If a graphene sheet is rolled into a cylinder, it forms a nanostructure with exceptional tensile strength and thermal conductivity. Thermal interface materials made from vertically aligned carbon nanotubes (CNTs) exhibit highly directional thermal conductivity, efficiently transferring heat from power electronic devices to a heatsink without overheating adjacent components. Thermal conductivities of nearly 15W/K have been achieved – roughly three times higher than thermal grease.

Carbon nanotubes can also behave as semiconductors or semi-metals depending on their physical dimensions or chemical doping. In theory, a carbon nanotube could carry 1000x more current than a similar-sized copper conductor, with current flowing only along the tube axis, enabling new electronic device architectures.

Applications of carbon nanotubes extend to photovoltaics, sensors, displays, smart textiles, and energy harvesters, with the most promising development in Li-Ion batteries using CNT cathodes (Figure 2). Conventional Li-Ion batteries suffer from thermal expansion during fast charging or high discharge rates, damaging the internal structure. The higher mechanical strength of carbon nanotubes withstands these stresses without degradation.
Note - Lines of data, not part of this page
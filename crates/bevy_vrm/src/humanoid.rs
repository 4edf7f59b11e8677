use std::collections::{HashMap, HashSet};

use bevy::hierarchy::HierarchyQueryExt;
use bevy::math::{EulerRot, Quat};
use bevy::prelude::*;
use bevy::render::mesh::morph::MorphWeights;
use idol_motion::{BlendShapePreset, HumanoidBone, PoseRig};

use crate::loader::Vrm;

/// Root of a spawned VRM scene that still needs its humanoid resolved.
#[derive(Component, Debug, Clone)]
pub struct VrmAvatar {
    pub vrm: Handle<Vrm>,
}

/// Bone and blend shape lookup for a spawned avatar.
#[derive(Component, Debug, Clone)]
pub struct Humanoid {
    pub bones: HashMap<HumanoidBone, Entity>,
    pub blend_shapes: HashMap<BlendShapePreset, Vec<(Entity, usize, f32)>>,
    pub binary_presets: HashSet<BlendShapePreset>,
}

impl Humanoid {
    /// The weight a preset is shown at. Binary presets snap at one half.
    pub fn preset_weight(&self, preset: BlendShapePreset, weight: f32) -> f32 {
        if !self.binary_presets.contains(&preset) {
            weight
        } else if weight < 0.5 {
            0.0
        } else {
            1.0
        }
    }
}

/// Pose targets for an avatar, written to its bones once per frame.
#[derive(Component, Debug, Default, Deref, DerefMut)]
pub struct AvatarPose(pub PoseRig);

/// The avatar's humanoid could not be matched against its scene.
#[derive(Component, Debug, Clone)]
pub struct HumanoidError(pub String);

pub fn resolve_humanoids(
    mut commands: Commands,
    vrms: Res<Assets<Vrm>>,
    avatars: Query<(Entity, &VrmAvatar), (Without<Humanoid>, Without<HumanoidError>)>,
    children: Query<&Children>,
    names: Query<&Name>,
    transforms: Query<&Transform>,
) {
    for (root, avatar) in &avatars {
        let Some(vrm) = vrms.get(&avatar.vrm) else {
            continue;
        };

        let nodes: HashMap<&str, Entity> = children.iter_descendants(root)
            .filter_map(|entity| names.get(entity).ok().map(|name| (name.as_str(), entity)))
            .collect();
        if nodes.is_empty() {
            // Scene hasn't been spawned yet.
            continue;
        }

        let resolved = match vrm.meta.resolve(|name| nodes.get(name).copied()) {
            Ok(resolved) => resolved,
            Err(err) => {
                tracing::error!("failed to resolve avatar humanoid: {}", err);
                commands.entity(root).insert(HumanoidError(err.to_string()));
                continue;
            }
        };

        let rest_pose = resolved.bones.iter()
            .filter_map(|(bone, entity)| {
                let (x, y, z) = transforms.get(*entity).ok()?.rotation.to_euler(EulerRot::XYZ);
                Some((*bone, Vec3::new(x, y, z)))
            });
        let pose = AvatarPose(PoseRig::with_rest_pose(rest_pose));

        tracing::info!(
            "avatar ready: {} bones, {} blend shape presets",
            resolved.bones.len(),
            resolved.blend_shapes.len(),
        );
        commands.entity(root).insert((
            Humanoid {
                bones: resolved.bones,
                blend_shapes: resolved.blend_shapes,
                binary_presets: resolved.binary_presets,
            },
            pose,
        ));
    }
}

/// Copy each avatar's pose targets onto its bone transforms and morph weights.
pub fn apply_pose(
    avatars: Query<(&Humanoid, &AvatarPose), Changed<AvatarPose>>,
    mut transforms: Query<&mut Transform>,
    mut morph_weights: Query<&mut MorphWeights>,
) {
    for (humanoid, pose) in &avatars {
        for (bone, euler) in pose.rotations() {
            let Some(entity) = humanoid.bones.get(&bone) else {
                continue;
            };
            if let Ok(mut transform) = transforms.get_mut(*entity) {
                transform.rotation = Quat::from_euler(EulerRot::XYZ, euler.x, euler.y, euler.z);
            }
        }

        // Several presets may share a morph target, so sum their contributions.
        let mut targets: HashMap<(Entity, usize), f32> = HashMap::new();
        for (preset, binds) in &humanoid.blend_shapes {
            let weight = humanoid.preset_weight(*preset, pose.blend_shape(*preset));
            for (entity, target, bind_weight) in binds {
                *targets.entry((*entity, *target)).or_default() += weight * bind_weight;
            }
        }

        for ((entity, target), value) in targets {
            let Ok(mut weights) = morph_weights.get_mut(entity) else {
                continue;
            };
            if let Some(slot) = weights.weights_mut().get_mut(target) {
                *slot = value.min(1.0);
            }
        }
    }
}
These new CNT cathode batteries can charge from 10% to 90% in 15 minutes, are lightweight, and offer double the WH/kg energy density compared with conventional batteries. They retain 90% of their original capacity after 800 charge/discharge cycles, promising a revolution in electric vehicle performance, where 1000km range could become standard.

Conclusion

Advances in carbon-based materials are opening new possibilities for power electronics and semiconductor design. From ultra-wide bandgap diamond devices to graphene-based electronics and carbon nanotube thermal and energy-storage solutions, carbon extends the efficiency, power density, and performance limits established by SiC and GaN technologies. As demand for compact, energy-efficient, and sustainable systems continues to grow, carbon-driven innovations are set to play an increasingly important role in the future of power design.